Vesayet yönetimleri, tekliği, tek-tipleştirmeyi (uniformity) savunur. Çoğulluğu ret eder. Ettiği için de farklılıkların bağdaştırılmasını, farklı unsurlar arasında uzlaşmanın yolunu kapatır. Yukarıdan talimatla (dışsal irade) ile yönetir. Toplumun sorunlarını müzakere ile çözme kapasitesi gelişmez. Toplum enfantil (çocuksu) kalır. Hep bir vasiye ihtiyaç duyar.
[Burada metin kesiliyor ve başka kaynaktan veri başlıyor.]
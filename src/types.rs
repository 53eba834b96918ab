use chrono::{DateTime, Utc};
use serde::{Serialize, Serializer};

// ---------------------------------------------------------------------------
// Location
// ---------------------------------------------------------------------------

/// In-game trading hubs. Stored in the database by numeric id.
#[derive(Debug, Clone, Copy, PartialEq, Eq, Hash)]
pub enum Location {
    Thetford,
    SwampCross,
    Lymhurst,
    ForestCross,
    Bridgewatch,
    SteppeCross,
    HighlandCross,
    BlackMarket,
    Caerleon,
    Martlock,
    FortSterling,
    MountainCross,
}

impl Location {
    /// Canonical order used when no location filter is given.
    pub const ALL: [Location; 12] = [
        Location::Thetford,
        Location::SwampCross,
        Location::Lymhurst,
        Location::ForestCross,
        Location::Bridgewatch,
        Location::SteppeCross,
        Location::HighlandCross,
        Location::BlackMarket,
        Location::Caerleon,
        Location::Martlock,
        Location::FortSterling,
        Location::MountainCross,
    ];

    pub fn id(self) -> i64 {
        match self {
            Location::Thetford => 7,
            Location::SwampCross => 4,
            Location::Lymhurst => 1002,
            Location::ForestCross => 1006,
            Location::Bridgewatch => 2004,
            Location::SteppeCross => 2002,
            Location::HighlandCross => 3002,
            Location::BlackMarket => 3003,
            Location::Caerleon => 3005,
            Location::Martlock => 3008,
            Location::FortSterling => 4002,
            Location::MountainCross => 4006,
        }
    }

    pub fn as_str(self) -> &'static str {
        match self {
            Location::Thetford => "Thetford",
            Location::SwampCross => "Swamp Cross",
            Location::Lymhurst => "Lymhurst",
            Location::ForestCross => "Forest Cross",
            Location::Bridgewatch => "Bridgewatch",
            Location::SteppeCross => "Steppe Cross",
            Location::HighlandCross => "Highland Cross",
            Location::BlackMarket => "Black Market",
            Location::Caerleon => "Caerleon",
            Location::Martlock => "Martlock",
            Location::FortSterling => "Fort Sterling",
            Location::MountainCross => "Mountain Cross",
        }
    }
}

impl std::fmt::Display for Location {
    fn fmt(&self, f: &mut std::fmt::Formatter<'_>) -> std::fmt::Result {
        f.write_str(self.as_str())
    }
}

impl Serialize for Location {
    fn serialize<S: Serializer>(&self, serializer: S) -> Result<S::Ok, S::Error> {
        serializer.serialize_str(self.as_str())
    }
}

// ---------------------------------------------------------------------------
// Orders
// ---------------------------------------------------------------------------

/// Offers are sell orders, requests are buy orders.
#[derive(Debug, Clone, Copy, PartialEq, Eq)]
pub enum AuctionType {
    Offer,
    Request,
}

impl AuctionType {
    pub fn as_str(self) -> &'static str {
        match self {
            AuctionType::Offer => "offer",
            AuctionType::Request => "request",
        }
    }
}

impl std::fmt::Display for AuctionType {
    fn fmt(&self, f: &mut std::fmt::Formatter<'_>) -> std::fmt::Result {
        f.write_str(self.as_str())
    }
}

/// Which end of the price range an extremal lookup picks.
#[derive(Debug, Clone, Copy, PartialEq, Eq)]
pub enum Extreme {
    Min,
    Max,
}

// ---------------------------------------------------------------------------
// Responses
// ---------------------------------------------------------------------------

/// Best prices for one item at one location. Unmatched lookups stay at
/// price 0 with no date.
#[derive(Debug, Clone, PartialEq, Serialize)]
pub struct PriceSummary {
    pub item_id: String,
    #[serde(rename = "city")]
    pub location: Location,
    pub sell_price_min: i64,
    pub sell_price_min_date: Option<DateTime<Utc>>,
    pub sell_price_max: i64,
    pub sell_price_max_date: Option<DateTime<Utc>>,
    pub buy_price_min: i64,
    pub buy_price_min_date: Option<DateTime<Utc>>,
    pub buy_price_max: i64,
    pub buy_price_max_date: Option<DateTime<Utc>>,
}

impl PriceSummary {
    pub fn empty(item_id: &str, location: Location) -> Self {
        Self {
            item_id: item_id.to_string(),
            location,
            sell_price_min: 0,
            sell_price_min_date: None,
            sell_price_max: 0,
            sell_price_max_date: None,
            buy_price_min: 0,
            buy_price_min_date: None,
            buy_price_max: 0,
            buy_price_max_date: None,
        }
    }
}

/// Price history for one location, as parallel arrays for chart rendering.
#[derive(Debug, Clone, PartialEq, Serialize)]
pub struct ChartSeries {
    pub location: Location,
    pub data: ChartData,
}

#[derive(Debug, Clone, Default, PartialEq, Serialize)]
pub struct ChartData {
    /// Milliseconds since the unix epoch.
    pub timestamps: Vec<i64>,
    pub prices_min: Vec<i64>,
    pub prices_max: Vec<i64>,
    pub prices_avg: Vec<f64>,
}

#[cfg(test)]
mod tests {
    use super::*;

    #[test]
    fn location_ids_are_unique() {
        let mut ids: Vec<i64> = Location::ALL.iter().map(|l| l.id()).collect();
        ids.sort_unstable();
        ids.dedup();
        assert_eq!(ids.len(), Location::ALL.len());
    }

    #[test]
    fn price_summary_uses_wire_names() {
        let summary = PriceSummary {
            sell_price_min: 42,
            sell_price_min_date: DateTime::from_timestamp(1_700_000_000, 0),
            ..PriceSummary::empty("T4_BAG", Location::FortSterling)
        };
        let json = serde_json::to_value(&summary).unwrap();
        assert_eq!(json["item_id"], "T4_BAG");
        assert_eq!(json["city"], "Fort Sterling");
        assert_eq!(json["sell_price_min"], 42);
        assert_eq!(json["sell_price_min_date"], "2023-11-14T22:13:20Z");
        assert_eq!(json["buy_price_max"], 0);
        assert!(json["buy_price_max_date"].is_null());
    }
}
Türkiye’de ve kimi ülkelerde devletin ‘baba’ figürü olması bir tesadüf değildir. Kaddafi öldürülürken isyancılara, ‘ne yapıyorsunuz ben sizin babanızım’ diyordu. Babaya karşı çıkmak ceza, hatta evden kovulma nedeni olabilir. Kararlarının aleyhinde konuşmak ihanetle eşdeğerdir.
Vesayet bireysel tercihe yer bırakmaz. Hak yoktur vasinin lütfu vardır. Yanlış bir davranışta bu lütuf geri alınabilir. Tanınan özgürlük, kişilere biçilen görevin veya rolün sınırlarıyla kayıtlıdır. Otoriteye kayıtsız şartsız itaat beklentisi esastır. İşte siyasal vesayetin kısa tanımı bu. Ancak bu tanım bizi yaman bir çelişki ile yüz yüze bırakıyor.
Kendisi için neyin iyi olduğuna karar verme yeteneğine sahip olmadığı düşünülen millet, vesayet altına alınıyorsa onun şimdiye dek çok kötü yönetildiği de itiraf ediliyor demektir. Türkiye örneğinde toplum, cumhuriyetin vaadi olan ‘çağdaş medeniyet seviyesine ulaşmak’tan çok uzaksa, vesayet rejimlerini savunmanın ve sürdürmenin meşru bir gerekçesi olmamalıdır. Ama tabii bu gerçeğin toplumca benimsenmesi gerekir.